THE MARQUESS OF CLANRICARDE
moved the insertion of a clause to follow Clause 34, as giving to the Ecclesiastical Commissioners in Ireland power to restore to the parochial clergy of the Diocese of Clonfert and Kilmacduagh a certain portion of the tithe rent charge called the quarta pars episcopalis, and which now formed a portion of the income of the Commissioners. The clergy of every other part of Ireland were in full possession of their tithe rent charges, and it was but just to reinstate the principle in this portion of Ireland. The Bishops of Clonfert had always admitted the right of the clergy to be relieved from this reduction of their incomes under certain circumstances. It might, perhaps, be said that the clergy of Clonfert were not in want of this income so much as those in some other parts of Ireland, but he maintained that that was no good ground for the course that had been taken; and beyond this he was not asking their Lordships to decide that this portion of tithes should be restored, but only that the Commissioners should have power to restore it if they should think fit. His Bill was permissive only, not mandatory. He had heard it said that there was only one clergyman in the diocese whose income was under £200 a year; but this was not the fact; he himself was acquainted with a rector whose income did not exceed £100 a year.

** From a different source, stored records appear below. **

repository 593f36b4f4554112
/// A single link in the chain underlying `Stack` and `Queue`.
#[derive(Debug)]
pub(crate) struct Node<T> {
    pub(crate) value: T,
    pub(crate) next:  Option<Box<Node<T>>>,
}

/// The shared contract for the ordered linked-list containers.
///
/// A staque is an ordered collection with `add`, `get` and `extract`
/// semantics; whether it behaves as a stack or as a queue is decided by where
/// the implementation inserts new elements. Emptiness is expressed through
/// `Option` rather than panicking: `get` and `extract` return `None` when
/// the container holds no elements.
pub trait Staque<T> {
    /// Adds an element to the collection.
    ///
    /// # Parameters
    /// - `value`: The element to add.
    fn add(&mut self, value: T);

    /// Retrieves the next element and removes it from the collection.
    ///
    /// # Returns
    /// - `Some(T)`: The removed element.
    /// - `None`: If the collection is empty.
    fn extract(&mut self) -> Option<T>;

    /// Retrieves the next element without removing it.
    ///
    /// # Returns
    /// - `Some(&T)`: A reference to the element `extract` would remove.
    /// - `None`: If the collection is empty.
    fn get(&self) -> Option<&T>;

    /// Checks whether the collection has elements.
    ///
    /// # Returns
    /// `true` if the collection is empty, `false` otherwise.
    fn is_empty(&self) -> bool;

    /// Returns the number of elements in the collection.
    fn len(&self) -> usize;

    /// Returns an iterator traversing the chain from the front.
    ///
    /// The front is the element `extract` would remove next, so iteration
    /// order matches extraction order.
    fn items(&self) -> Items<'_, T>;
}

/// An iterator over the elements of a linked chain, front to back.
pub struct Items<'a, T> {
    next: Option<&'a Node<T>>,
}

impl<'a, T> Items<'a, T> {
    pub(crate) const fn new(first: Option<&'a Node<T>>) -> Self {
        Self { next: first }
    }
}

impl<'a, T> Iterator for Items<'a, T> {
    type Item = &'a T;

    fn next(&mut self) -> Option<Self::Item> {
        self.next.map(|node| {
                     self.next = node.next.as_deref();
                     &node.value
                 })
    }
}
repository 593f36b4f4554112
use crate::staque::core::{Items, Node, Staque};

/// A linked-list based first-in-first-out collection.
///
/// Elements are appended at the tail of the chain and extracted at the head,
/// so extraction order matches insertion order. Appending walks the chain to
/// its end.
///
/// # Example
/// ```
/// use stacalc::staque::{Queue, core::Staque};
///
/// let mut queue = Queue::new();
/// queue.add(1);
/// queue.add(2);
///
/// assert_eq!(queue.extract(), Some(1));
/// assert_eq!(queue.extract(), Some(2));
/// assert_eq!(queue.extract(), None);
/// ```
#[derive(Debug, Default)]
pub struct Queue<T> {
    first: Option<Box<Node<T>>>,
    size:  usize,
}

impl<T> Queue<T> {
    /// Creates an empty queue.
    #[must_use]
    pub const fn new() -> Self {
        Self { first: None, size: 0 }
    }
}

impl<T> Staque<T> for Queue<T> {
    fn add(&mut self, value: T) {
        let mut cursor = &mut self.first;
        while let Some(node) = cursor {
            cursor = &mut node.next;
        }
        *cursor = Some(Box::new(Node { value, next: None }));
        self.size += 1;
    }

    fn extract(&mut self) -> Option<T> {
        self.first.take().map(|node| {
                             self.first = node.next;
                             self.size -= 1;
                             node.value
                         })
    }

    fn get(&self) -> Option<&T> {
        self.first.as_deref().map(|node| &node.value)
    }

    fn is_empty(&self) -> bool {
        self.first.is_none()
    }

    fn len(&self) -> usize {
        self.size
    }

    fn items(&self) -> Items<'_, T> {
        Items::new(self.first.as_deref())
    }
}

impl<T> FromIterator<T> for Queue<T> {
    fn from_iter<I: IntoIterator<Item = T>>(iter: I) -> Self {
        let mut queue = Self::new();
        for value in iter {
            queue.add(value);
        }
        queue
    }
}

impl<'a, T> IntoIterator for &'a Queue<T> {
    type IntoIter = Items<'a, T>;
    type Item = &'a T;

    fn into_iter(self) -> Self::IntoIter {
        self.items()
    }
}

impl<T: std::fmt::Display> std::fmt::Display for Queue<T> {
    fn fmt(&self, f: &mut std::fmt::Formatter<'_>) -> std::fmt::Result {
        for (index, value) in self.items().enumerate() {
            if index > 0 {
                write!(f, " ")?;
            }
            write!(f, "{value}")?;
        }
        Ok(())
    }
}

// Chain destruction must stay iterative, not recurse through the boxes.
impl<T> Drop for Queue<T> {
    fn drop(&mut self) {
        while let Some(node) = self.first.take() {
            self.first = node.next;
        }
    }
}
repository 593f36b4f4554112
/// The core module drives expression evaluation.
///
/// It owns the main dispatch loop that walks the input with a character
/// cursor, the precedence-driven reduction of pending operators against
/// pending operands, and the recursive evaluation of bracketed and
/// function-argument sub-expressions.
///
/// # Responsibilities
/// - Classifies each cursor position and dispatches to the scanner, the
///   trigonometric and power handlers, or the generic operator logic.
/// - Reduces the two most recent operands with the most recent operator when
///   precedence rules demand it.
/// - Drains the operator stack at end of input and checks that exactly one
///   result remains.
pub mod core;
/// The operator module defines the recognized operator symbols.
///
/// Each operator variant is tied to exactly one character used both to
/// recognize it in the input and to display it. The mapping is a bijection
/// over the recognized symbol set; any other character is not an operator.
///
/// # Responsibilities
/// - Defines the closed `Operator` enumeration.
/// - Converts between characters and operator variants in both directions.
pub mod operator;
/// The scanner module reads numeric literals.
///
/// A single scanner is used everywhere a literal can occur: as an operand,
/// as a bare trigonometric argument, and as a bare exponent. It consumes the
/// maximal run of digits with at most one decimal point, accumulating the
/// value digit by digit.
///
/// # Responsibilities
/// - Parses integer and fractional digit runs into an `f64`.
/// - Enforces the fractional-digit bound and rejects a second decimal point.
/// - Reports the cursor position immediately past the consumed run.
pub mod scanner;
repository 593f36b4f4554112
use std::fmt::Display;

use log::debug;

use crate::staque::core::Staque;

/// A recorded container operation for batch replay.
#[derive(Debug, Clone, PartialEq, Eq)]
pub enum StaqueAction<T> {
    /// Add the carried value to the container.
    Add(T),
    /// Look at the next element without removing it.
    Get,
    /// Remove the next element.
    Extract,
}

/// Replays a sequence of actions against a container.
///
/// Actions are applied in order. When `debug` is set, each applied action is
/// traced through the `log` facade at debug level. A `Get` or `Extract`
/// against an empty container stops the replay.
///
/// # Parameters
/// - `staque`: The container to replay against.
/// - `actions`: The recorded actions, applied front to back.
/// - `debug`: Whether to trace each applied action.
///
/// # Returns
/// `true` if every action was applied, `false` if the replay stopped on an
/// empty container.
///
/// # Example
/// ```
/// use stacalc::staque::{Stack, StaqueAction, action::apply_actions, core::Staque};
///
/// let mut stack = Stack::new();
/// let actions = [StaqueAction::Add(1), StaqueAction::Add(2), StaqueAction::Extract];
///
/// assert!(apply_actions(&mut stack, &actions, false));
/// assert_eq!(stack.get(), Some(&1));
/// ```
pub fn apply_actions<T, S>(staque: &mut S, actions: &[StaqueAction<T>], debug: bool) -> bool
    where T: Clone + Display,
          S: Staque<T>
{
    for action in actions {
        match action {
            StaqueAction::Add(value) => {
                staque.add(value.clone());
                if debug {
                    debug!("added: {value}");
                }
            },

            StaqueAction::Get => {
                let Some(value) = staque.get() else {
                    return false;
                };
                if debug {
                    debug!("got: {value}");
                }
            },

            StaqueAction::Extract => {
                let Some(value) = staque.extract() else {
                    return false;
                };
                if debug {
                    debug!("extracted: {value}");
                }
            },
        }
    }

    true
}
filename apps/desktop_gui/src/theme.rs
use eframe::egui;

/// The two-valued display theme. Each preset maps to a foreground/background
/// color pair; switching themes swaps the pair.
#[derive(Debug, Clone, Copy, PartialEq, Eq)]
pub enum ThemePreset {
    Day,
    Night,
}

impl ThemePreset {
    pub fn label(self) -> &'static str {
        match self {
            ThemePreset::Day => "Day",
            ThemePreset::Night => "Night",
        }
    }
}

#[derive(Debug, Clone, Copy, PartialEq, Eq)]
pub struct ThemePalette {
    pub foreground: egui::Color32,
    pub background: egui::Color32,
}

const INK: egui::Color32 = egui::Color32::from_rgb(10, 10, 20);
const PAPER: egui::Color32 = egui::Color32::from_rgb(255, 255, 255);

pub fn palette_for_theme(preset: ThemePreset) -> ThemePalette {
    match preset {
        ThemePreset::Day => ThemePalette {
            foreground: INK,
            background: PAPER,
        },
        ThemePreset::Night => ThemePalette {
            foreground: PAPER,
            background: INK,
        },
    }
}

pub fn visuals_for_theme(preset: ThemePreset) -> egui::Visuals {
    let palette = palette_for_theme(preset);
    let mut visuals = match preset {
        ThemePreset::Day => egui::Visuals::light(),
        ThemePreset::Night => egui::Visuals::dark(),
    };

    visuals.override_text_color = Some(palette.foreground);
    visuals.window_fill = palette.background;
    visuals.panel_fill = palette.background;
    visuals.extreme_bg_color = match preset {
        ThemePreset::Day => egui::Color32::from_rgb(244, 244, 248),
        ThemePreset::Night => egui::Color32::from_rgb(22, 22, 34),
    };
    visuals.faint_bg_color = match preset {
        ThemePreset::Day => egui::Color32::from_rgb(236, 236, 242),
        ThemePreset::Night => egui::Color32::from_rgb(30, 30, 44),
    };

    visuals
}
//! The loading step that produces the in-memory library: a JSON document
//! with author/genre lookup tables and the book records themselves.

use std::collections::HashSet;
use std::{fs, io, path::Path};

use serde::Deserialize;
use shared::{Author, Book, Genre};
use thiserror::Error;
use tracing::info;

const BUNDLED_LIBRARY_JSON: &str = include_str!("../data/library.json");

#[derive(Debug, Error)]
pub enum LoadError {
    #[error("failed to read library file: {0}")]
    Io(#[from] io::Error),
    #[error("failed to parse library JSON: {0}")]
    Parse(#[from] serde_json::Error),
    #[error("invalid library: {0}")]
    Invalid(String),
}

/// A fully loaded, referentially consistent library. Table order is
/// preserved from the document and drives dropdown ordering downstream.
#[derive(Debug, Clone, Deserialize)]
pub struct Library {
    pub authors: Vec<Author>,
    pub genres: Vec<Genre>,
    pub books: Vec<Book>,
}

impl Library {
    pub fn from_json_str(json: &str) -> Result<Self, LoadError> {
        let library: Library = serde_json::from_str(json)?;
        library.validate()?;
        Ok(library)
    }

    pub fn from_path(path: impl AsRef<Path>) -> Result<Self, LoadError> {
        let path = path.as_ref();
        let library = Self::from_json_str(&fs::read_to_string(path)?)?;
        info!(
            path = %path.display(),
            books = library.books.len(),
            "loaded library"
        );
        Ok(library)
    }

    /// The sample library compiled into the binary, used when no library
    /// path is given.
    pub fn bundled() -> Result<Self, LoadError> {
        Self::from_json_str(BUNDLED_LIBRARY_JSON)
    }

    /// The loader is strict even though the store itself is permissive:
    /// a book referencing an unknown author or genre would render with a
    /// blank name and can never be reached from the generated dropdowns,
    /// so it is rejected here where the document can still be fixed.
    fn validate(&self) -> Result<(), LoadError> {
        let author_ids: HashSet<_> = self.authors.iter().map(|author| &author.id).collect();
        let genre_ids: HashSet<_> = self.genres.iter().map(|genre| &genre.id).collect();

        let mut seen_books = HashSet::new();
        for book in &self.books {
            if !seen_books.insert(&book.id) {
                return Err(LoadError::Invalid(format!(
                    "duplicate book id '{}'",
                    book.id
                )));
            }
            if !author_ids.contains(&book.author) {
                return Err(LoadError::Invalid(format!(
                    "book '{}' references unknown author '{}'",
                    book.id, book.author
                )));
            }
            for genre in &book.genres {
                if !genre_ids.contains(genre) {
                    return Err(LoadError::Invalid(format!(
                        "book '{}' references unknown genre '{}'",
                        book.id, genre
                    )));
                }
            }
        }

        Ok(())
    }
}
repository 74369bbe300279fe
mod lib_tests;
pub mod domain;
pub mod error;

pub use domain::{Author, AuthorId, Book, BookId, Genre, GenreId};
pub use error::ConfigurationError;
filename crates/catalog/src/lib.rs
use shared::{Author, AuthorId, Book, BookId, ConfigurationError, Genre, GenreId};
use tracing::debug;

pub mod dataset;

pub use dataset::{Library, LoadError};

/// One filter application's worth of criteria. `None` on `author`/`genre`
/// is the "any" selection; the title query is matched as a trimmed,
/// case-insensitive substring and an empty query matches every book.
#[derive(Debug, Clone, Default, PartialEq)]
pub struct FilterCriteria {
    pub title_query: String,
    pub author: Option<AuthorId>,
    pub genre: Option<GenreId>,
}

impl FilterCriteria {
    fn matches(&self, book: &Book) -> bool {
        let genre_match = match &self.genre {
            None => true,
            Some(genre) => book.genres.contains(genre),
        };

        let query = self.title_query.trim();
        let title_match =
            query.is_empty() || book.title.to_lowercase().contains(&query.to_lowercase());

        let author_match = match &self.author {
            None => true,
            Some(author) => book.author == *author,
        };

        genre_match && title_match && author_match
    }
}

/// Owns the immutable catalog, the author/genre lookup tables, the current
/// result set, and the pagination cursor. Every operation is synchronous;
/// the store is driven from the UI thread one event at a time.
///
/// The result set is a list of indices into the catalog, so it is always a
/// subset of the catalog in catalog order, and it is replaced wholesale on
/// every filter application rather than mutated in place.
#[derive(Debug)]
pub struct CatalogStore {
    books: Vec<Book>,
    authors: Vec<Author>,
    genres: Vec<Genre>,
    page_size: usize,
    matches: Vec<usize>,
    page: usize,
}

impl CatalogStore {
    pub fn new(
        books: Vec<Book>,
        authors: Vec<Author>,
        genres: Vec<Genre>,
        page_size: usize,
    ) -> Result<Self, ConfigurationError> {
        if page_size == 0 {
            return Err(ConfigurationError::NonPositivePageSize(page_size));
        }

        let matches = (0..books.len()).collect();
        debug!(
            books = books.len(),
            authors = authors.len(),
            genres = genres.len(),
            page_size,
            "catalog store initialized"
        );

        Ok(Self {
            books,
            authors,
            genres,
            page_size,
            matches,
            page: 1,
        })
    }

    pub fn from_library(library: Library, page_size: usize) -> Result<Self, ConfigurationError> {
        Self::new(library.books, library.authors, library.genres, page_size)
    }

    /// Recomputes the result set from the full catalog and resets the
    /// pagination cursor. An empty result is a valid outcome, not an error.
    pub fn apply_filter(&mut self, criteria: &FilterCriteria) {
        self.matches = self
            .books
            .iter()
            .enumerate()
            .filter(|(_, book)| criteria.matches(book))
            .map(|(index, _)| index)
            .collect();
        self.page = 1;
        debug!(matches = self.matches.len(), "filter applied");
    }

    /// Everything revealed so far: result-set indices `[0, page_size * cursor)`,
    /// clipped to the result set length.
    pub fn current_page(&self) -> Vec<Book> {
        self.slice(0, self.page * self.page_size)
    }

    /// Advances the cursor and returns only the newly revealed slice, which
    /// is empty once the result set is exhausted. Callers are expected to
    /// disable further advancement via [`remaining_count`](Self::remaining_count).
    pub fn advance_page(&mut self) -> Vec<Book> {
        self.page += 1;
        self.slice((self.page - 1) * self.page_size, self.page * self.page_size)
    }

    /// Count of matches not yet revealed; floors at zero.
    pub fn remaining_count(&self) -> usize {
        self.matches.len().saturating_sub(self.page * self.page_size)
    }

    /// Looks a book up in the full catalog, not just the current result set.
    /// A miss is a defined outcome the caller treats as a no-op.
    pub fn lookup_by_id(&self, id: &BookId) -> Option<&Book> {
        self.books.iter().find(|book| book.id == *id)
    }

    pub fn match_count(&self) -> usize {
        self.matches.len()
    }

    pub fn catalog_len(&self) -> usize {
        self.books.len()
    }

    pub fn page_size(&self) -> usize {
        self.page_size
    }

    /// Authors in table order, which is also the dropdown order.
    pub fn authors(&self) -> &[Author] {
        &self.authors
    }

    /// Genres in table order, which is also the dropdown order.
    pub fn genres(&self) -> &[Genre] {
        &self.genres
    }

    pub fn author_name(&self, id: &AuthorId) -> Option<&str> {
        self.authors
            .iter()
            .find(|author| author.id == *id)
            .map(|author| author.name.as_str())
    }

    pub fn genre_name(&self, id: &GenreId) -> Option<&str> {
        self.genres
            .iter()
            .find(|genre| genre.id == *id)
            .map(|genre| genre.name.as_str())
    }

    fn slice(&self, start: usize, end: usize) -> Vec<Book> {
        let end = end.min(self.matches.len());
        let start = start.min(end);
        self.matches[start..end]
            .iter()
            .map(|&index| self.books[index].clone())
            .collect()
    }
}

#[cfg(test)]
mod tests;
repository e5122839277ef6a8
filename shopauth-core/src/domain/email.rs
use std::hash::{Hash, Hasher};
use std::sync::LazyLock;

use regex::Regex;
use secrecy::{ExposeSecret, Secret};
use thiserror::Error;

static EMAIL_REGEX: LazyLock<Regex> =
    LazyLock::new(|| Regex::new(r"^[^@\s]+@[^@\s]+\.[^@\s]+$").expect("valid email regex"));

#[derive(Debug, Error)]
pub enum EmailError {
    #[error("Email cannot be empty")]
    Empty,
    #[error("Invalid email address")]
    Invalid,
}

/// A validated, lowercase-normalized email address.
///
/// Normalization happens at construction so that lookups and uniqueness
/// checks never depend on the casing the client happened to send.
#[derive(Debug, Clone)]
pub struct Email(Secret<String>);

impl Email {
    pub fn expose(&self) -> &str {
        self.0.expose_secret()
    }
}

impl AsRef<Secret<String>> for Email {
    fn as_ref(&self) -> &Secret<String> {
        &self.0
    }
}

impl TryFrom<Secret<String>> for Email {
    type Error = EmailError;

    fn try_from(value: Secret<String>) -> Result<Self, Self::Error> {
        let normalized = value.expose_secret().trim().to_lowercase();

        if normalized.is_empty() {
            return Err(EmailError::Empty);
        }
        if !EMAIL_REGEX.is_match(&normalized) {
            return Err(EmailError::Invalid);
        }

        Ok(Self(Secret::from(normalized)))
    }
}

impl PartialEq for Email {
    fn eq(&self, other: &Self) -> bool {
        self.0.expose_secret() == other.0.expose_secret()
    }
}

impl Eq for Email {}

impl Hash for Email {
    fn hash<H: Hasher>(&self, state: &mut H) {
        self.0.expose_secret().hash(state);
    }
}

He urged upon their Lordships that nothing could be more unwise than to destroy the connection between the parochial tithes and the parochial clergy, and he trusted that the House would adopt the clause.
§ THE EARL OF ST. GERMANS
reminded their Lordships that the object of this Bill was not to redistribute the revenues which the Ecclesiastical Commissioners in Ireland administered, or to enable them to deal with any portion of their funds in any new manner; its object being simply to improve the constitution of that Board and its form of procedure. He thought that even admitting for the sake of argument the facts stated by the noble Marquess, this circumstance furnished sufficient grounds for not adopting the clause, and he rested his opposition to it on that ground alone. The tithes of Ireland were originally divided into four parts, one part of which went to 988 the rector and one part went to the Bishop. That division had long ceased; but that did not apply to the present case, because this payment had always formed part of the revenues of the successive Bishops of Clonfert.
THE BISHOP OF DERRY
said, he felt bound to oppose the clause. These funds were given to the Ecclesiastical Commissioners for the general benefit of the Church. He hoped the noble Marquess would not press the Amendment.
§ Amendment negatived.
§ Bill passed, and sent to the Commons.